//! Per-variant hooks driven by the session controller.
//!
//! The controller owns mode, trial counter, scheduler and recorder; a
//! [`Protocol`] decides what a session and a trial look like. Scheduled
//! actions are values of the protocol's own action type, so the scheduler
//! never holds closures that capture controller state.

use std::fmt;

use saol_core::{Collaborators, PositionSample, Result};

use crate::order::OrderTable;
use crate::scheduler::TrialScheduler;

/// What the controller should do after an action ran.
#[derive(Debug, Clone, Copy, PartialEq, Eq)]
pub enum Step {
    Continue,
    NextTrial,
}

/// Times seen by the protocol on a tick, in seconds.
#[derive(Debug, Clone, Copy, PartialEq)]
pub struct TickContext {
    pub trial: u32,
    /// Since session start.
    pub session_s: f64,
    /// Since trial onset.
    pub trial_s: f64,
    /// Since the previous tick.
    pub dt: f64,
}

pub trait Protocol {
    type Action: Clone + fmt::Debug;

    fn name(&self) -> &str;

    /// Called once by `start`, before the first trial.
    fn setup_session(&mut self, io: &mut Collaborators) -> Result<()>;

    /// Prepare trial `trial` and enqueue its timeline. An error aborts the
    /// trial and stops the session.
    fn setup_trial(
        &mut self,
        trial: u32,
        order: &OrderTable,
        io: &mut Collaborators,
        scheduler: &mut TrialScheduler<Self::Action>,
    ) -> Result<()>;

    fn perform(
        &mut self,
        action: Self::Action,
        ctx: &TickContext,
        io: &mut Collaborators,
    ) -> Result<Step>;

    /// Continuous per-tick work (animations). Runs before due actions.
    fn per_tick(&mut self, _ctx: &TickContext, _io: &mut Collaborators) {}

    fn end_trial(&mut self, trial: u32, io: &mut Collaborators);

    fn end_session(&mut self, io: &mut Collaborators);

    /// Drop every placed stimulus and any in-flight animation.
    fn clear(&mut self, io: &mut Collaborators);

    /// The sample recorded for this tick.
    fn per_tick_log(&self, ctx: &TickContext, io: &Collaborators) -> PositionSample {
        let (x, z) = io.player.position();
        PositionSample {
            trial: ctx.trial,
            t: ctx.session_s,
            x,
            z,
            heading: io.player.heading(),
        }
    }
}
//! Buffered tabular recording for session data.
//!
//! [`TableWriter`] is a generic ordered-row serializer; [`DataRecorder`] owns
//! the two per-session buffers (trajectory and effort) and saves them through
//! it.

pub mod recorder;
pub mod table;

pub use recorder::{DataRecorder, SaveReport, SessionSummary, TsvName, PREALLOC_SAMPLES};
pub use table::{Encoding, TableWriter, WriteStats};
//! Narrow interfaces to the collaborators a session drives.
//!
//! Geometry, textures and overlay rendering live outside this workspace. The
//! controller only ever talks to them through these traits, so a frontend
//! (or a test fake) supplies the implementations at construction time.

use std::fmt;
use std::path::{Path, PathBuf};

use crate::error::Result;

/// First-person player: position source and input gate.
pub trait PlayerMotion {
    /// Ground-plane position `(x, z)`.
    fn position(&self) -> (f32, f32);
    /// Heading around the vertical axis, in degrees.
    fn heading(&self) -> f32;
    fn pause(&mut self);
    fn unpause(&mut self);
    /// Teleport back to the maze center facing the first arm.
    fn reset(&mut self);
    /// Force the heading, in degrees.
    fn look(&mut self, heading_deg: f32);
}

/// Where in an arm a stimulus hangs.
#[derive(Debug, Clone, Copy, PartialEq, Eq, Hash)]
pub enum Site {
    /// On the hub wall at the arm entrance, visible from the center.
    Inner,
    /// At the far end of the arm, seen only after walking down it.
    Outer,
}

/// Places stimulus images into maze arms.
pub trait StimulusDisplay {
    /// Place `asset` at `site` of 1-based arm `position`. The returned handle
    /// owns the placement until it is dropped with the rest of the trial
    /// state.
    fn place(
        &mut self,
        site: Site,
        position: u32,
        asset: &Path,
        blur_level: u32,
    ) -> Result<StimulusHandle>;
    fn clear_all(&mut self);
}

/// Full-screen 2D overlay for instructions and warnings.
pub trait Overlay {
    fn show_text(&mut self, message: &str);
    fn clear(&mut self);
    fn fade_in(&mut self, duration_s: f64);
}

/// A stimulus currently shown in one arm.
#[derive(Debug, Clone, PartialEq)]
pub struct StimulusHandle {
    pub site: Site,
    pub position: u32,
    pub asset: PathBuf,
    pub blur_level: u32,
}

/// The set of collaborators injected into a session controller.
pub struct Collaborators {
    pub player: Box<dyn PlayerMotion>,
    pub stimuli: Box<dyn StimulusDisplay>,
    pub overlay: Box<dyn Overlay>,
}

impl Collaborators {
    pub fn new(
        player: Box<dyn PlayerMotion>,
        stimuli: Box<dyn StimulusDisplay>,
        overlay: Box<dyn Overlay>,
    ) -> Self {
        Self {
            player,
            stimuli,
            overlay,
        }
    }
}

impl fmt::Debug for Collaborators {
    fn fmt(&self, f: &mut fmt::Formatter<'_>) -> fmt::Result {
        f.debug_struct("Collaborators").finish_non_exhaustive()
    }
}
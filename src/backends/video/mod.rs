//! Video frame codec backend
//!
//! The pipeline never decodes video itself. It asks a [`FrameCodec`] to probe
//! an upload, explode it into numbered still frames on disk, and later pack the
//! transformed frames back into a container. [`FfmpegCodec`] does this with the
//! `ffmpeg`/`ffprobe` executables.

pub mod codec;
pub mod ffmpeg;

pub use codec::*;
pub use ffmpeg::*;

use crate::error::{Result, ServiceError};
use async_trait::async_trait;
use std::path::{Path, PathBuf};

/// printf-style pattern handed to ffmpeg for frame files
pub const FRAME_PATTERN: &str = "frame_%06d.png";

/// File name of the 1-based frame `index`
#[must_use]
pub fn frame_file_name(index: usize) -> String {
    format!("frame_{index:06}.png")
}

/// Frame files in `dir`, in sequence order
pub fn list_frames(dir: &Path) -> Result<Vec<PathBuf>> {
    let pattern = dir.join("frame_*.png");
    let pattern = pattern.to_str().ok_or_else(|| {
        ServiceError::internal(format!("frame directory is not valid UTF-8: {}", dir.display()))
    })?;

    let mut frames = glob::glob(pattern)
        .map_err(|e| ServiceError::internal(format!("invalid frame pattern: {e}")))?
        .collect::<std::result::Result<Vec<_>, _>>()
        .map_err(|e| ServiceError::file_io_error("list frames in", dir, e.error()))?;
    // Zero-padded names sort in frame order
    frames.sort();
    Ok(frames)
}

/// Video container formats accepted as uploads
#[derive(Debug, Clone, Copy, PartialEq, Eq)]
pub enum VideoFormat {
    /// MP4 format (H.264/H.265)
    Mp4,
    /// AVI format
    Avi,
    /// MOV format (QuickTime)
    Mov,
    /// MKV format (Matroska)
    Mkv,
    /// WebM format
    WebM,
}

impl VideoFormat {
    /// Get file extension for the video format
    #[must_use]
    pub fn extension(&self) -> &'static str {
        match self {
            Self::Mp4 => "mp4",
            Self::Avi => "avi",
            Self::Mov => "mov",
            Self::Mkv => "mkv",
            Self::WebM => "webm",
        }
    }

    /// Get MIME type for the video format
    #[must_use]
    pub fn mime_type(&self) -> &'static str {
        match self {
            Self::Mp4 => "video/mp4",
            Self::Avi => "video/x-msvideo",
            Self::Mov => "video/quicktime",
            Self::Mkv => "video/x-matroska",
            Self::WebM => "video/webm",
        }
    }

    /// Detect format from file extension
    #[must_use]
    pub fn from_extension(ext: &str) -> Option<Self> {
        match ext.to_lowercase().as_str() {
            "mp4" | "m4v" => Some(Self::Mp4),
            "avi" => Some(Self::Avi),
            "mov" => Some(Self::Mov),
            "mkv" => Some(Self::Mkv),
            "webm" => Some(Self::WebM),
            _ => None,
        }
    }

    /// Detect format from an uploaded file name
    #[must_use]
    pub fn from_file_name(name: &str) -> Option<Self> {
        Path::new(name)
            .extension()
            .and_then(|ext| ext.to_str())
            .and_then(Self::from_extension)
    }
}

/// Parameters for re-encoding transformed frames
#[derive(Debug, Clone, PartialEq, Eq)]
pub struct EncodeOptions {
    /// Output frame rate
    pub framerate: u32,
    /// Alpha-preserving codec
    pub codec: AlphaCodec,
}

impl Default for EncodeOptions {
    fn default() -> Self {
        Self {
            framerate: 24,
            codec: AlphaCodec::default(),
        }
    }
}

/// External tool that converts between video files and frame sequences
#[async_trait]
pub trait FrameCodec: Send + Sync {
    /// Number of video frames in `input`
    async fn probe_frame_count(&self, input: &Path) -> Result<u64>;

    /// Write every frame of `input` into `out_dir` using [`FRAME_PATTERN`]
    ///
    /// Returns the frame files in order.
    async fn extract_frames(&self, input: &Path, out_dir: &Path) -> Result<Vec<PathBuf>>;

    /// Encode the frame sequence in `frame_dir` into `output`
    async fn encode_frames(
        &self,
        frame_dir: &Path,
        output: &Path,
        options: &EncodeOptions,
    ) -> Result<PathBuf>;
}

#[cfg(test)]
mod tests {
    use super::*;

    #[test]
    fn test_video_format_detection() {
        assert_eq!(VideoFormat::from_file_name("clip.MP4"), Some(VideoFormat::Mp4));
        assert_eq!(VideoFormat::from_file_name("a.b.webm"), Some(VideoFormat::WebM));
        assert_eq!(VideoFormat::from_file_name("photo.png"), None);
        assert_eq!(VideoFormat::from_file_name("noext"), None);
        assert_eq!(VideoFormat::Mov.mime_type(), "video/quicktime");
    }

    #[test]
    fn test_frame_listing_is_ordered() {
        let dir = tempfile::tempdir().unwrap();
        for index in [10, 2, 1] {
            std::fs::write(dir.path().join(frame_file_name(index)), b"x").unwrap();
        }
        std::fs::write(dir.path().join("input.mp4"), b"x").unwrap();

        let frames = list_frames(dir.path()).unwrap();
        let names: Vec<_> = frames
            .iter()
            .map(|p| p.file_name().unwrap().to_string_lossy().into_owned())
            .collect();
        assert_eq!(names, vec!["frame_000001.png", "frame_000002.png", "frame_000010.png"]);
    }
}
//! Request dispatch for image and video background removal
//!
//! [`RequestDispatcher`] is constructed once at process start and shared by
//! every request handler. Image requests run synchronously under the
//! accelerator arbiter. Video requests are admitted, persisted and handed to
//! the [`VideoPipeline`] as tracked background tasks; callers poll
//! [`RequestDispatcher::status`] with the returned job id.

use crate::admission::AdmissionGate;
use crate::arbiter::ExclusiveResourceArbiter;
use crate::backends::video::{FrameCodec, VideoFormat};
use crate::config::ServiceConfig;
use crate::error::{Result, ServiceError};
use crate::jobs::{JobId, JobState, JobStatusTable};
use crate::pipeline::{JobWorkspace, VideoPipeline};
use crate::retention::ArtifactSweeper;
use crate::segmentation::SegmenterRegistry;
use futures::future::join_all;
use image::{DynamicImage, ImageFormat};
use serde::Serialize;
use std::collections::HashMap;
use std::io::Cursor;
use std::path::PathBuf;
use std::sync::{Arc, Mutex, PoisonError};
use std::time::{Duration, Instant};
use tokio::sync::watch;
use tokio::task::JoinHandle;
use tokio_util::sync::CancellationToken;
use tracing::{debug, info, instrument, warn};

/// Result of a synchronous image request
#[derive(Debug, Clone)]
pub struct ImageResponse {
    /// PNG-encoded RGBA image
    pub png: Vec<u8>,
    pub width: u32,
    pub height: u32,
    /// Method that produced the result
    pub method: String,
    /// Wall-clock time spent on the request after admission
    pub elapsed: Duration,
}

/// Service liveness and load summary
#[derive(Debug, Clone, Serialize)]
pub struct HealthReport {
    pub status: &'static str,
    pub methods: Vec<String>,
    pub accelerator_held: bool,
    pub active_model: Option<String>,
    pub leases_granted: u64,
    pub resource_faults: u64,
    pub jobs: usize,
    pub running_jobs: usize,
    pub blocked_clients: usize,
}

struct TrackedJob {
    handle: JoinHandle<JobState>,
    cancel: CancellationToken,
    done: watch::Receiver<bool>,
}

type TaskMap = Arc<Mutex<HashMap<JobId, TrackedJob>>>;

/// Deregisters a job task however its future ends, panics included
struct TaskDeregistration {
    tasks: TaskMap,
    id: JobId,
    done: watch::Sender<bool>,
}

impl Drop for TaskDeregistration {
    fn drop(&mut self) {
        self.tasks
            .lock()
            .unwrap_or_else(PoisonError::into_inner)
            .remove(&self.id);
        let _ = self.done.send(true);
    }
}

/// Entry point for background removal requests
pub struct RequestDispatcher {
    config: ServiceConfig,
    admission: Arc<AdmissionGate>,
    arbiter: ExclusiveResourceArbiter,
    registry: SegmenterRegistry,
    jobs: Arc<JobStatusTable>,
    pipeline: Arc<VideoPipeline>,
    tasks: TaskMap,
    maintenance: Mutex<Vec<JoinHandle<()>>>,
    shutdown: CancellationToken,
}

impl std::fmt::Debug for RequestDispatcher {
    fn fmt(&self, f: &mut std::fmt::Formatter<'_>) -> std::fmt::Result {
        f.debug_struct("RequestDispatcher")
            .field("methods", &self.registry.methods())
            .field("arbiter", &self.arbiter)
            .field("jobs", &self.jobs.len())
            .finish_non_exhaustive()
    }
}

impl RequestDispatcher {
    /// Build a dispatcher from validated configuration
    pub fn new(
        config: ServiceConfig,
        registry: SegmenterRegistry,
        codec: Arc<dyn FrameCodec>,
    ) -> Result<Self> {
        config.validate()?;
        let admission = Arc::new(AdmissionGate::new(&config.admission));
        Ok(Self::assemble(config, admission, registry, codec))
    }

    /// Build a dispatcher around an existing admission gate
    pub fn with_admission(
        config: ServiceConfig,
        admission: Arc<AdmissionGate>,
        registry: SegmenterRegistry,
        codec: Arc<dyn FrameCodec>,
    ) -> Result<Self> {
        config.validate()?;
        Ok(Self::assemble(config, admission, registry, codec))
    }

    fn assemble(
        config: ServiceConfig,
        admission: Arc<AdmissionGate>,
        registry: SegmenterRegistry,
        codec: Arc<dyn FrameCodec>,
    ) -> Self {
        let arbiter = ExclusiveResourceArbiter::new(&config.arbiter);
        let pipeline = Arc::new(VideoPipeline::new(
            arbiter.clone(),
            codec,
            &config.video,
            config.storage.output_dir.clone(),
        ));

        Self {
            config,
            admission,
            arbiter,
            registry,
            jobs: Arc::new(JobStatusTable::new()),
            pipeline,
            tasks: Arc::new(Mutex::new(HashMap::new())),
            maintenance: Mutex::new(Vec::new()),
            shutdown: CancellationToken::new(),
        }
    }

    #[must_use]
    pub fn config(&self) -> &ServiceConfig {
        &self.config
    }

    #[must_use]
    pub fn admission(&self) -> &Arc<AdmissionGate> {
        &self.admission
    }

    #[must_use]
    pub fn arbiter(&self) -> &ExclusiveResourceArbiter {
        &self.arbiter
    }

    #[must_use]
    pub fn jobs(&self) -> &Arc<JobStatusTable> {
        &self.jobs
    }

    /// Registered method names
    #[must_use]
    pub fn methods(&self) -> Vec<String> {
        self.registry.methods()
    }

    /// Remove the background of one image
    ///
    /// # Errors
    /// - `AdmissionRejected` when the client is blocked or over its limit
    /// - `ValidationFailed` for unknown methods, empty, oversized or undecodable uploads
    /// - `InferenceFailed` / `ResourceFault` from the model or the accelerator
    /// - `Cancelled` if `cancel` fires while waiting for the accelerator
    #[instrument(skip(self, bytes, cancel), fields(bytes = bytes.len()))]
    pub async fn remove_background(
        &self,
        client: &str,
        method: &str,
        bytes: Vec<u8>,
        cancel: &CancellationToken,
    ) -> Result<ImageResponse> {
        self.admission.admit(client)?;
        let model = self.registry.get(method)?;
        self.check_upload_size(bytes.len())?;

        let start = Instant::now();
        let image = tokio::task::spawn_blocking(move || decode_image(&bytes))
            .await
            .map_err(|e| ServiceError::internal(format!("image decode task failed: {e}")))??;

        let rgba = self
            .arbiter
            .run_exclusive(model, cancel, move |model| model.segment(&image))
            .await?;
        let (width, height) = rgba.dimensions();

        let png = tokio::task::spawn_blocking(move || encode_png(DynamicImage::ImageRgba8(rgba)))
            .await
            .map_err(|e| ServiceError::internal(format!("image encode task failed: {e}")))??;

        let elapsed = start.elapsed();
        info!(
            method,
            width,
            height,
            elapsed_ms = elapsed.as_millis() as u64,
            "Image background removed"
        );
        Ok(ImageResponse {
            png,
            width,
            height,
            method: method.to_string(),
            elapsed,
        })
    }

    /// Accept a video for background removal and start it in the background
    ///
    /// Returns as soon as the upload is persisted; failures after that point
    /// are recorded in the job table.
    #[instrument(skip(self, bytes), fields(bytes = bytes.len()))]
    pub async fn submit_video(
        &self,
        client: &str,
        method: &str,
        file_name: &str,
        bytes: Vec<u8>,
    ) -> Result<JobId> {
        self.admission.admit(client)?;
        let model = self.registry.get(method)?;
        self.check_upload_size(bytes.len())?;
        let format = VideoFormat::from_file_name(file_name).ok_or_else(|| {
            ServiceError::validation(format!(
                "Unsupported video file '{file_name}'. Expected mp4, mov, avi, mkv or webm"
            ))
        })?;

        let (id, writer) = self.jobs.create();
        let workspace = match self.prepare_workspace(id, format, &bytes).await {
            Ok(workspace) => workspace,
            Err(e) => {
                writer.discard();
                return Err(e);
            },
        };

        let cancel = self.shutdown.child_token();
        let (done_tx, done_rx) = watch::channel(false);
        let pipeline = Arc::clone(&self.pipeline);
        let tasks = Arc::clone(&self.tasks);
        let job_cancel = cancel.clone();

        // The map lock is held across spawn so the task cannot deregister first
        let mut tracked = self.tasks.lock().unwrap_or_else(PoisonError::into_inner);
        let handle = tokio::spawn(async move {
            let _deregister = TaskDeregistration {
                tasks,
                id,
                done: done_tx,
            };
            pipeline.run(writer, workspace, model, job_cancel).await
        });
        tracked.insert(
            id,
            TrackedJob {
                handle,
                cancel,
                done: done_rx,
            },
        );
        drop(tracked);

        info!(job_id = %id, method, format = format.extension(), "Video job accepted");
        Ok(id)
    }

    async fn prepare_workspace(
        &self,
        id: JobId,
        format: VideoFormat,
        bytes: &[u8],
    ) -> Result<JobWorkspace> {
        let workspace = JobWorkspace::create(&self.config.storage.scratch_dir, id, format.extension())?;
        workspace.write_input(bytes).await?;
        debug!(job_id = %id, path = %workspace.path().display(), "Upload persisted");
        Ok(workspace)
    }

    fn check_upload_size(&self, len: usize) -> Result<()> {
        if len == 0 {
            return Err(ServiceError::validation("No file uploaded"));
        }
        if len as u64 > self.config.max_upload_bytes {
            return Err(ServiceError::validation(format!(
                "Upload of {len} bytes exceeds the limit of {} bytes",
                self.config.max_upload_bytes
            )));
        }
        Ok(())
    }

    /// Latest state of a video job
    pub fn status(&self, id: JobId) -> Result<JobState> {
        self.jobs.get(id)
    }

    /// Path of a completed job's artifact
    ///
    /// # Errors
    /// - `JobNotFound` for unknown jobs and swept artifacts
    /// - `JobNotReady` while the job is running or when it failed
    pub fn fetch_artifact(&self, id: JobId) -> Result<PathBuf> {
        match self.jobs.get(id)? {
            JobState::Completed { output } if output.is_file() => Ok(output),
            JobState::Completed { .. } => Err(ServiceError::JobNotFound(format!(
                "{id} (artifact has expired)"
            ))),
            JobState::Failed { reason } => {
                Err(ServiceError::JobNotReady(format!("{id} failed: {reason}")))
            },
            other => Err(ServiceError::JobNotReady(format!("{id} is {}", other.label()))),
        }
    }

    /// Request cancellation of a running job
    ///
    /// Returns false when the job is unknown or already finished.
    pub fn cancel_job(&self, id: JobId) -> bool {
        let tasks = self.tasks.lock().unwrap_or_else(PoisonError::into_inner);
        match tasks.get(&id) {
            Some(job) => {
                job.cancel.cancel();
                info!(job_id = %id, "Video job cancellation requested");
                true
            },
            None => false,
        }
    }

    /// Wait until a job reaches a terminal state
    pub async fn wait_for_job(&self, id: JobId) -> Result<JobState> {
        let done = {
            let tasks = self.tasks.lock().unwrap_or_else(PoisonError::into_inner);
            tasks.get(&id).map(|job| job.done.clone())
        };
        if let Some(mut done) = done {
            // A dropped sender means the task ended abnormally; the table still has its state
            let _ = done.wait_for(|finished| *finished).await;
        }
        self.jobs.get(id)
    }

    /// Number of video jobs still running
    #[must_use]
    pub fn running_jobs(&self) -> usize {
        self.tasks
            .lock()
            .unwrap_or_else(PoisonError::into_inner)
            .len()
    }

    /// Start the admission and artifact sweepers
    pub fn spawn_maintenance(&self) {
        let admission = self
            .admission
            .spawn_sweeper(self.config.admission.sweep_interval, self.shutdown.child_token());
        let sweeper = Arc::new(ArtifactSweeper::new(
            self.config.storage.output_dir.clone(),
            self.config.video.artifact_retention,
            Arc::clone(&self.jobs),
        ));
        let artifacts = sweeper.spawn(
            self.config.video.artifact_sweep_interval,
            self.shutdown.child_token(),
        );

        self.maintenance
            .lock()
            .unwrap_or_else(PoisonError::into_inner)
            .extend([admission, artifacts]);
        debug!("Maintenance tasks started");
    }

    /// Cancel every running job and maintenance task and wait for them
    pub async fn shutdown(&self) {
        self.shutdown.cancel();

        let (ids, handles): (Vec<_>, Vec<_>) = self
            .tasks
            .lock()
            .unwrap_or_else(PoisonError::into_inner)
            .drain()
            .map(|(id, job)| (id, job.handle))
            .unzip();
        for (id, joined) in ids.into_iter().zip(join_all(handles).await) {
            if let Err(e) = joined {
                warn!(job_id = %id, error = %e, "Video job task ended abnormally");
            }
        }

        let maintenance: Vec<_> = self
            .maintenance
            .lock()
            .unwrap_or_else(PoisonError::into_inner)
            .drain(..)
            .collect();
        for handle in maintenance {
            if let Err(e) = handle.await {
                warn!(error = %e, "Maintenance task ended abnormally");
            }
        }
        info!("Dispatcher shut down");
    }

    /// Liveness summary
    #[must_use]
    pub fn health(&self) -> HealthReport {
        HealthReport {
            status: "ok",
            methods: self.registry.methods(),
            accelerator_held: self.arbiter.is_held(),
            active_model: self.arbiter.active_model(),
            leases_granted: self.arbiter.leases_granted(),
            resource_faults: self.arbiter.faults(),
            jobs: self.jobs.len(),
            running_jobs: self.running_jobs(),
            blocked_clients: self.admission.blocked_clients().len(),
        }
    }
}

fn decode_image(bytes: &[u8]) -> Result<DynamicImage> {
    image::load_from_memory(bytes)
        .map_err(|e| ServiceError::validation(format!("Uploaded file is not a readable image: {e}")))
}

fn encode_png(image: DynamicImage) -> Result<Vec<u8>> {
    let mut buffer = Cursor::new(Vec::new());
    image.write_to(&mut buffer, ImageFormat::Png)?;
    Ok(buffer.into_inner())
}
★ ★ ★
→ **Task statement**:
Reproduce verbatim the range of lines that opens the records and closes with the line containing "fn name(&self) -> &str;". Omit everything after it.

→ **Output of the exercise**:
//! Per-variant hooks driven by the session controller.
//!
//! The controller owns mode, trial counter, scheduler and recorder; a
//! [`Protocol`] decides what a session and a trial look like. Scheduled
//! actions are values of the protocol's own action type, so the scheduler
//! never holds closures that capture controller state.

use std::fmt;

use saol_core::{Collaborators, PositionSample, Result};

use crate::order::OrderTable;
use crate::scheduler::TrialScheduler;

/// What the controller should do after an action ran.
#[derive(Debug, Clone, Copy, PartialEq, Eq)]
pub enum Step {
    Continue,
    NextTrial,
}

/// Times seen by the protocol on a tick, in seconds.
#[derive(Debug, Clone, Copy, PartialEq)]
pub struct TickContext {
    pub trial: u32,
    /// Since session start.
    pub session_s: f64,
    /// Since trial onset.
    pub trial_s: f64,
    /// Since the previous tick.
    pub dt: f64,
}

pub trait Protocol {
    type Action: Clone + fmt::Debug;

    fn name(&self) -> &str;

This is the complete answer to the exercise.